## Problem description
Your answer should be an exact copy of the data.

## Entries provided
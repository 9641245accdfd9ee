// src/test_utils.rs

//! 测试辅助工具
//!
//! 在临时 SQLite 数据库上搭建完整组件栈

use tempfile::TempDir;

use crate::config::{Config, DatabaseConfig};
use crate::storage::Database;
use crate::sync::{ContinuityStore, DeviceRegistry, NotificationDelivery, SyncQueue};

/// 测试环境
pub struct TestEnv {
    pub db: Database,
    pub registry: DeviceRegistry,
    pub continuity: ContinuityStore,
    pub queue: SyncQueue,
    pub delivery: NotificationDelivery,
    _temp_dir: TempDir, // 保持 TempDir 存活
}

impl TestEnv {
    /// 创建新的测试环境
    pub async fn new() -> Self {
        let temp_dir = TempDir::new().unwrap();
        let db_path = temp_dir.path().join("test.db");

        let config = Config::default();
        let db_config = DatabaseConfig {
            path: db_path.to_string_lossy().to_string(),
            max_connections: 1,
        };

        let db = Database::new(&db_config).await.unwrap();
        db.run_migrations().await.unwrap();

        let registry = DeviceRegistry::new(db.clone(), config.sync.clone());
        let continuity = ContinuityStore::new(db.clone());
        let queue = SyncQueue::new(db.clone());
        let delivery = NotificationDelivery::new(db.clone(), config.sync.clone());

        Self {
            db,
            registry,
            continuity,
            queue,
            delivery,
            _temp_dir: temp_dir,
        }
    }
}
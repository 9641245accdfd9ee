// src/models/device.rs

use chrono::{DateTime, Duration, Utc};
use serde::{Deserialize, Serialize};
use sqlx::FromRow;

#[derive(Debug, Clone, Copy, Serialize, Deserialize, PartialEq, Eq)]
#[serde(rename_all = "lowercase")]
pub enum DeviceType {
    Desktop,
    Mobile,
    Tablet,
    Unknown,
}

impl std::fmt::Display for DeviceType {
    fn fmt(&self, f: &mut std::fmt::Formatter<'_>) -> std::fmt::Result {
        match self {
            DeviceType::Desktop => write!(f, "desktop"),
            DeviceType::Mobile => write!(f, "mobile"),
            DeviceType::Tablet => write!(f, "tablet"),
            DeviceType::Unknown => write!(f, "unknown"),
        }
    }
}

impl std::str::FromStr for DeviceType {
    type Err = String;

    fn from_str(s: &str) -> Result<Self, Self::Err> {
        match s.to_lowercase().as_str() {
            "desktop" => Ok(DeviceType::Desktop),
            "mobile" => Ok(DeviceType::Mobile),
            "tablet" => Ok(DeviceType::Tablet),
            "unknown" => Ok(DeviceType::Unknown),
            _ => Err(format!("Unknown device type: {}", s)),
        }
    }
}

/// 数据库行结构
#[derive(Debug, Clone, FromRow)]
pub struct DeviceRow {
    pub device_id: String,
    pub user_id: String,
    pub device_type: String,
    pub device_name: Option<String>,
    pub browser_info: Option<String>,
    pub connection_id: Option<String>,
    pub current_context: Option<String>, // JSON string
    pub is_active: bool,
    pub last_heartbeat: String,
    pub created_at: String,
}

/// 业务对象
///
/// `is_active` 在读取时由 Registry 结合 300 秒心跳窗口推导，
/// 数据库中的标志位只是心跳时顺带刷新的缓存。
#[derive(Debug, Clone, Serialize, Deserialize)]
pub struct Device {
    pub device_id: String,
    pub user_id: String,
    pub device_type: DeviceType,
    pub device_name: Option<String>,
    pub browser_info: Option<String>,
    pub connection_id: Option<String>,
    pub current_context: Option<serde_json::Value>,
    pub is_active: bool,
    pub last_heartbeat: DateTime<Utc>,
    pub created_at: DateTime<Utc>,
}

impl From<DeviceRow> for Device {
    fn from(row: DeviceRow) -> Self {
        Self {
            device_id: row.device_id,
            user_id: row.user_id,
            device_type: row.device_type.parse().unwrap_or(DeviceType::Unknown),
            device_name: row.device_name,
            browser_info: row.browser_info,
            connection_id: row.connection_id,
            current_context: row.current_context.and_then(|s| serde_json::from_str(&s).ok()),
            is_active: row.is_active,
            last_heartbeat: super::parse_ts(&row.last_heartbeat),
            created_at: super::parse_ts(&row.created_at),
        }
    }
}

impl Device {
    /// 活跃判定：距上次心跳小于窗口，且持久化标志未被显式置否
    pub fn is_live_at(&self, now: DateTime<Utc>, window_secs: i64) -> bool {
        self.is_active && now - self.last_heartbeat < Duration::seconds(window_secs)
    }
}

## Solution
repository 9641245accdfd9ee
// src/test_utils.rs

//! 测试辅助工具
//!
//! 在临时 SQLite 数据库上搭建完整组件栈

use tempfile::TempDir;

use crate::config::{Config, DatabaseConfig};
use crate::storage::Database;
use crate::sync::{ContinuityStore, DeviceRegistry, NotificationDelivery, SyncQueue};

/// 测试环境
pub struct TestEnv {
    pub db: Database,
    pub registry: DeviceRegistry,
    pub continuity: ContinuityStore,
    pub queue: SyncQueue,
    pub delivery: NotificationDelivery,
    _temp_dir: TempDir, // 保持 TempDir 存活
}

impl TestEnv {
    /// 创建新的测试环境
    pub async fn new() -> Self {
        let temp_dir = TempDir::new().unwrap();
        let db_path = temp_dir.path().join("test.db");

        let config = Config::default();
        let db_config = DatabaseConfig {
            path: db_path.to_string_lossy().to_string(),
            max_connections: 1,
        };

        let db = Database::new(&db_config).await.unwrap();
        db.run_migrations().await.unwrap();

        let registry = DeviceRegistry::new(db.clone(), config.sync.clone());
        let continuity = ContinuityStore::new(db.clone());
        let queue = SyncQueue::new(db.clone());
        let delivery = NotificationDelivery::new(db.clone(), config.sync.clone());

        Self {
            db,
            registry,
            continuity,
            queue,
            delivery,
            _temp_dir: temp_dir,
        }
    }
}
repository 9641245accdfd9ee
// src/models/device.rs

use chrono::{DateTime, Duration, Utc};
use serde::{Deserialize, Serialize};
use sqlx::FromRow;

#[derive(Debug, Clone, Copy, Serialize, Deserialize, PartialEq, Eq)]
#[serde(rename_all = "lowercase")]
pub enum DeviceType {
    Desktop,
    Mobile,
    Tablet,
    Unknown,
}

impl std::fmt::Display for DeviceType {
    fn fmt(&self, f: &mut std::fmt::Formatter<'_>) -> std::fmt::Result {
        match self {
            DeviceType::Desktop => write!(f, "desktop"),
            DeviceType::Mobile => write!(f, "mobile"),
            DeviceType::Tablet => write!(f, "tablet"),
            DeviceType::Unknown => write!(f, "unknown"),
        }
    }
}

impl std::str::FromStr for DeviceType {
    type Err = String;

    fn from_str(s: &str) -> Result<Self, Self::Err> {
        match s.to_lowercase().as_str() {
            "desktop" => Ok(DeviceType::Desktop),
            "mobile" => Ok(DeviceType::Mobile),
            "tablet" => Ok(DeviceType::Tablet),
            "unknown" => Ok(DeviceType::Unknown),
            _ => Err(format!("Unknown device type: {}", s)),
        }
    }
}

/// 数据库行结构
#[derive(Debug, Clone, FromRow)]
pub struct DeviceRow {
    pub device_id: String,
    pub user_id: String,
    pub device_type: String,
    pub device_name: Option<String>,
    pub browser_info: Option<String>,
    pub connection_id: Option<String>,
    pub current_context: Option<String>, // JSON string
    pub is_active: bool,
    pub last_heartbeat: String,
    pub created_at: String,
}

/// 业务对象
///
/// `is_active` 在读取时由 Registry 结合 300 秒心跳窗口推导，
/// 数据库中的标志位只是心跳时顺带刷新的缓存。
#[derive(Debug, Clone, Serialize, Deserialize)]
pub struct Device {
    pub device_id: String,
    pub user_id: String,
    pub device_type: DeviceType,
    pub device_name: Option<String>,
    pub browser_info: Option<String>,
    pub connection_id: Option<String>,
    pub current_context: Option<serde_json::Value>,
    pub is_active: bool,
    pub last_heartbeat: DateTime<Utc>,
    pub created_at: DateTime<Utc>,
}

impl From<DeviceRow> for Device {
    fn from(row: DeviceRow) -> Self {
        Self {
            device_id: row.device_id,
            user_id: row.user_id,
            device_type: row.device_type.parse().unwrap_or(DeviceType::Unknown),
            device_name: row.device_name,
            browser_info: row.browser_info,
            connection_id: row.connection_id,
            current_context: row.current_context.and_then(|s| serde_json::from_str(&s).ok()),
            is_active: row.is_active,
            last_heartbeat: super::parse_ts(&row.last_heartbeat),
            created_at: super::parse_ts(&row.created_at),
        }
    }
}

impl Device {
    /// 活跃判定：距上次心跳小于窗口，且持久化标志未被显式置否
    pub fn is_live_at(&self, now: DateTime<Utc>, window_secs: i64) -> bool {
        self.is_active && now - self.last_heartbeat < Duration::seconds(window_secs)
    }
}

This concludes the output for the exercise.